> Aim of the exercise
Pull out from the material below all lines with "store".

☆ ☆ ☆ ☆ ☆ ☆ ☆

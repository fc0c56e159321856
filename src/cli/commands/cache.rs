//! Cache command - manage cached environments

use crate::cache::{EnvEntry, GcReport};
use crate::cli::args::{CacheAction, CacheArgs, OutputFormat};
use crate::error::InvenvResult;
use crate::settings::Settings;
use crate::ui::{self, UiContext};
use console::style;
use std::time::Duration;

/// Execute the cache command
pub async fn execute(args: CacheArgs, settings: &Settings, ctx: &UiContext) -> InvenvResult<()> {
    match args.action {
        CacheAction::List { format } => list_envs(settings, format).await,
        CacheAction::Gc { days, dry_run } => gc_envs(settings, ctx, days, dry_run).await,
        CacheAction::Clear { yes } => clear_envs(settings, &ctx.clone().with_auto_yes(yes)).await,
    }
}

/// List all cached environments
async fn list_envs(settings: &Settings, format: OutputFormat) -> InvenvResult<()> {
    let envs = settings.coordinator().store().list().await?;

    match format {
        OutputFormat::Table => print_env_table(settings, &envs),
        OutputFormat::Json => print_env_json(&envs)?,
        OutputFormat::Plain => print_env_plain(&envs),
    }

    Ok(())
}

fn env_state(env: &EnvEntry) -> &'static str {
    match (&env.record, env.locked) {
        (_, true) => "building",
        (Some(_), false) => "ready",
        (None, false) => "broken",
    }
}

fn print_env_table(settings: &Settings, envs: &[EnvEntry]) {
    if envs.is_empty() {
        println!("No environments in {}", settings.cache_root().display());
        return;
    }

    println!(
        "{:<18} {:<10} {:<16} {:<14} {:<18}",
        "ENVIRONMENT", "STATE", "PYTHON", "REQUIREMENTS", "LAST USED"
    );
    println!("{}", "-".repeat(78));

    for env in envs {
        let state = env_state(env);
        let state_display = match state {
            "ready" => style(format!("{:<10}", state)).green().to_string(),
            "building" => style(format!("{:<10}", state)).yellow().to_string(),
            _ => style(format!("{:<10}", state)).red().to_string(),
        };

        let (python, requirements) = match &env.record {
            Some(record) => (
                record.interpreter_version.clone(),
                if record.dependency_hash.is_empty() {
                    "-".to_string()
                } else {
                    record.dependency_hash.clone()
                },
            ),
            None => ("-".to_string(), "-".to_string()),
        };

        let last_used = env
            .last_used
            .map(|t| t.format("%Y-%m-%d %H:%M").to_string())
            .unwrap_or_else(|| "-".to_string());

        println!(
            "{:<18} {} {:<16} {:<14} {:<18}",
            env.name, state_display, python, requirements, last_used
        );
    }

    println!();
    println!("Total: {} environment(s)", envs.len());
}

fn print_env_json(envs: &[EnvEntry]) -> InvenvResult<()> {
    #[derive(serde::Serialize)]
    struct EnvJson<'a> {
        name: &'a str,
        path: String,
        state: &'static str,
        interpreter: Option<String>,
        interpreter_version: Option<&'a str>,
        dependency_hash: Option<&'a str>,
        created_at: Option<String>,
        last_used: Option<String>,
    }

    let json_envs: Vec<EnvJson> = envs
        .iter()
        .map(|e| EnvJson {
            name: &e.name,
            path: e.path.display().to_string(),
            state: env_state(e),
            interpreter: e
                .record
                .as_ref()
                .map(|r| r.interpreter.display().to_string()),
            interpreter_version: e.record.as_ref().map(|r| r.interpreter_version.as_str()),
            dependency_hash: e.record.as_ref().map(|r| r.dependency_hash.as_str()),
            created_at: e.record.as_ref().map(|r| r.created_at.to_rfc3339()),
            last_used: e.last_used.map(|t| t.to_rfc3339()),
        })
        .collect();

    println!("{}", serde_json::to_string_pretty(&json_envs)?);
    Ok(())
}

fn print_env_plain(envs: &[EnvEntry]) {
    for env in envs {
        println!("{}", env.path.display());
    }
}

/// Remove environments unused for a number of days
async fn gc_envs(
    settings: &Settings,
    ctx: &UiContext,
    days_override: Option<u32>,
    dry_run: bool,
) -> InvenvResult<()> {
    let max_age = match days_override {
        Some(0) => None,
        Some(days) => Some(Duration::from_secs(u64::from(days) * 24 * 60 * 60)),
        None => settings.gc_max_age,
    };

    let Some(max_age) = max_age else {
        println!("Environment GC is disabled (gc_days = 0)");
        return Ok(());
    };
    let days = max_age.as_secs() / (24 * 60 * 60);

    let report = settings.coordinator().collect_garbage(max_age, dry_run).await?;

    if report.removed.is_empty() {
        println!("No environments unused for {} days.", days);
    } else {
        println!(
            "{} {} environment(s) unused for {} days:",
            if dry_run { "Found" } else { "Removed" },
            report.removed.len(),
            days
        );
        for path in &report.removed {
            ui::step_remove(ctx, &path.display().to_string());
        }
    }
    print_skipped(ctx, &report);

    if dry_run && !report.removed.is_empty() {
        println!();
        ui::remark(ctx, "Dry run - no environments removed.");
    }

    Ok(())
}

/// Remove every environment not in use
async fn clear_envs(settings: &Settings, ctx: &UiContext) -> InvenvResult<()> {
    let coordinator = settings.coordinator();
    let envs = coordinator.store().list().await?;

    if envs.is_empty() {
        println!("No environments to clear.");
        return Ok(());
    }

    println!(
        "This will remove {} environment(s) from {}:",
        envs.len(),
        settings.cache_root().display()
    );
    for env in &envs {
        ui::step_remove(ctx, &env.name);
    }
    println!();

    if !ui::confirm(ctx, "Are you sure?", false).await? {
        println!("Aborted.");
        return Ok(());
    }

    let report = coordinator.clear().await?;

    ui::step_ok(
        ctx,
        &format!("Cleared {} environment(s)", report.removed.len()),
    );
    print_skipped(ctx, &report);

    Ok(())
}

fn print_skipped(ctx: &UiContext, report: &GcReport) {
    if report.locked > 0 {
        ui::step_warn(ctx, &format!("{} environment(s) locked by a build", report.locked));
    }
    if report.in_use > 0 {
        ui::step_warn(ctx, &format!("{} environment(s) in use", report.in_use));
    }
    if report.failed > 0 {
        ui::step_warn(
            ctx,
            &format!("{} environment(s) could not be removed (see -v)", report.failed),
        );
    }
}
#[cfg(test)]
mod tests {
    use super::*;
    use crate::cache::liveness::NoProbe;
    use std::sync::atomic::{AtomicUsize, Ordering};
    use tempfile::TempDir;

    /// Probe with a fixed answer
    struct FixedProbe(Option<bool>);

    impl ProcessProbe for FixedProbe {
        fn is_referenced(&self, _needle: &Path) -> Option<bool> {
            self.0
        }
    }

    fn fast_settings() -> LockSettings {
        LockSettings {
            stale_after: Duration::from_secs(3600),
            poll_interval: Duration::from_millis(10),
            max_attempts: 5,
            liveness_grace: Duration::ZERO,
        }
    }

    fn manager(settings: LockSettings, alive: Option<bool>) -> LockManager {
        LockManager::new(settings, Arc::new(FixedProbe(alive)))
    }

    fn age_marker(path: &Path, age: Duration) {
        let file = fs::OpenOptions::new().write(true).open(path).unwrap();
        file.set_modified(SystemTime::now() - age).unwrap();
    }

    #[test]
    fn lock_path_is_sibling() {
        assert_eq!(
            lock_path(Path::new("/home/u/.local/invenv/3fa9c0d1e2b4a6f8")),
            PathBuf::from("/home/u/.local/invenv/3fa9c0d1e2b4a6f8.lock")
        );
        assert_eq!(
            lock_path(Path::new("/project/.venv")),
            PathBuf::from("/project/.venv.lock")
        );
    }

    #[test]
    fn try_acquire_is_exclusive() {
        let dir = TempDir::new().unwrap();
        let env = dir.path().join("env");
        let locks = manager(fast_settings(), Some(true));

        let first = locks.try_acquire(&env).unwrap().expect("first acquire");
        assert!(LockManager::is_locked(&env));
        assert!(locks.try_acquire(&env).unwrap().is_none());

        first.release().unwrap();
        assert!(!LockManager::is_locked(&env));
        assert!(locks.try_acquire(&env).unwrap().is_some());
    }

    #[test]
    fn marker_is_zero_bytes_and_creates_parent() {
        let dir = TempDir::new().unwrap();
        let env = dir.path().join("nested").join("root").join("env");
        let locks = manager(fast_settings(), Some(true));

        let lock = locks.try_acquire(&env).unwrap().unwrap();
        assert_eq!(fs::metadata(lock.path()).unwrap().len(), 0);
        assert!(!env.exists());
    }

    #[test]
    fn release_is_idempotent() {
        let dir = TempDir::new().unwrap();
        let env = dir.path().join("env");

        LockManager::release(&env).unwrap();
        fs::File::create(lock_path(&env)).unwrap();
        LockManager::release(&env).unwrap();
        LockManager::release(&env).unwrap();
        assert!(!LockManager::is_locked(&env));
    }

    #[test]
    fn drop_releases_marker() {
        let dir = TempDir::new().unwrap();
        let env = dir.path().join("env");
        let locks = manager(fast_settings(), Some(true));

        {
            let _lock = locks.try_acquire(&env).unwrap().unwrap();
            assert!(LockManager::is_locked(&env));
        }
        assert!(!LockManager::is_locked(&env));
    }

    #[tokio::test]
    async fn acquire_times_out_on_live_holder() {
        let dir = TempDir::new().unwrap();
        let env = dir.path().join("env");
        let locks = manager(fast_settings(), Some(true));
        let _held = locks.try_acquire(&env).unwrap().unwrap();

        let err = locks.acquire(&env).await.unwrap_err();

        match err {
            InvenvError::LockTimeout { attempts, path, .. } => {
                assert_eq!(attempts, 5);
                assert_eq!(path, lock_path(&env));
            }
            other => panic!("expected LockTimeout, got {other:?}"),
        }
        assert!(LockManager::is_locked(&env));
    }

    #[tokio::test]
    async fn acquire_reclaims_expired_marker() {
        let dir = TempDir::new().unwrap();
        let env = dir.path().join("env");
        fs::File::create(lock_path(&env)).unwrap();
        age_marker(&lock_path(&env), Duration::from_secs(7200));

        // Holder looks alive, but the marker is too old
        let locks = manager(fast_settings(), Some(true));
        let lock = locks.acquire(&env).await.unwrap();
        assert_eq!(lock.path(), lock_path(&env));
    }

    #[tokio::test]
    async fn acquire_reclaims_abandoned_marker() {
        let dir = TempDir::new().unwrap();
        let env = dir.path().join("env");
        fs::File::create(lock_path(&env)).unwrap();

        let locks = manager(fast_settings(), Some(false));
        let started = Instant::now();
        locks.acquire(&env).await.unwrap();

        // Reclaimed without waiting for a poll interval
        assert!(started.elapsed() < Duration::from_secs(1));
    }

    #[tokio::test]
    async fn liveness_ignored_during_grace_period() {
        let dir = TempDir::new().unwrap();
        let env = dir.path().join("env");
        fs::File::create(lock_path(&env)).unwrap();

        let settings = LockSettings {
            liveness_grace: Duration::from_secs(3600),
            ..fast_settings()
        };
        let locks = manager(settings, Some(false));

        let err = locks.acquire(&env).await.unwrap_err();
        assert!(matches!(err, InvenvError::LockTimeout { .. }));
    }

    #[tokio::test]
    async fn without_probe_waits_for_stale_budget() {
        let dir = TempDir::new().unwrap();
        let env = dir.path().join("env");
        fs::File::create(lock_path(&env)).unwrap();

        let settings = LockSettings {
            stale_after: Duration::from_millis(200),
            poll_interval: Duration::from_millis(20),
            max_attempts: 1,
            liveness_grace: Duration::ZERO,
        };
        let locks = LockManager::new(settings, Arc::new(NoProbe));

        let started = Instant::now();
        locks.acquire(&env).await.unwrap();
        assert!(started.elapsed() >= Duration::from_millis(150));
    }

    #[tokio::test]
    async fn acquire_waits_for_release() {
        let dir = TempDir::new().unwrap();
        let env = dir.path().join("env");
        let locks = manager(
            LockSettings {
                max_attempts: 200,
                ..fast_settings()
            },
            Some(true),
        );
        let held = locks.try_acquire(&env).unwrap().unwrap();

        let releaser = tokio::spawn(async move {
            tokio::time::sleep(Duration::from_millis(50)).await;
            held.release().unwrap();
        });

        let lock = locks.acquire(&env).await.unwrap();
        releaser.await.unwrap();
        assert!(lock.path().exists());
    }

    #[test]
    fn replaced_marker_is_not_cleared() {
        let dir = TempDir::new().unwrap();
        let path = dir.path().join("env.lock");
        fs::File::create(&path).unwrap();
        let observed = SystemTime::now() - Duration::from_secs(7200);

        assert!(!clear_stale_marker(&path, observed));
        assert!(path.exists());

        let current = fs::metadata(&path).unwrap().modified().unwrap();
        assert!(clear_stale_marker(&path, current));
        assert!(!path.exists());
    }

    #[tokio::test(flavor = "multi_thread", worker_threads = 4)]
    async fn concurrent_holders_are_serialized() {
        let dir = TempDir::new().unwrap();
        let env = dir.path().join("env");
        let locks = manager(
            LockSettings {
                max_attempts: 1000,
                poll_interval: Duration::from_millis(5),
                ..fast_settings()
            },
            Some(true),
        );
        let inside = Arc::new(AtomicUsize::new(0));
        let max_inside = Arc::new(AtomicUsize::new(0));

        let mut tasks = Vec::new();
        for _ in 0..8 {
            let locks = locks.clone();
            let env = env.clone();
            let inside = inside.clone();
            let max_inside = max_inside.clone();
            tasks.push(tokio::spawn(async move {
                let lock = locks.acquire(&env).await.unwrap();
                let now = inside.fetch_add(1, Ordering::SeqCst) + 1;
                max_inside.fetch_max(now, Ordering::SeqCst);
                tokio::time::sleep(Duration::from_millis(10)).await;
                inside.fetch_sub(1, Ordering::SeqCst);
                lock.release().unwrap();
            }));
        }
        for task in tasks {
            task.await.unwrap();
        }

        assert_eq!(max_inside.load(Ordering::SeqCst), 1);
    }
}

☆ ☆ ☆ ☆ ☆ ☆ ☆

> Reply
    let envs = settings.coordinator().store().list().await?;
    let envs = coordinator.store().list().await?;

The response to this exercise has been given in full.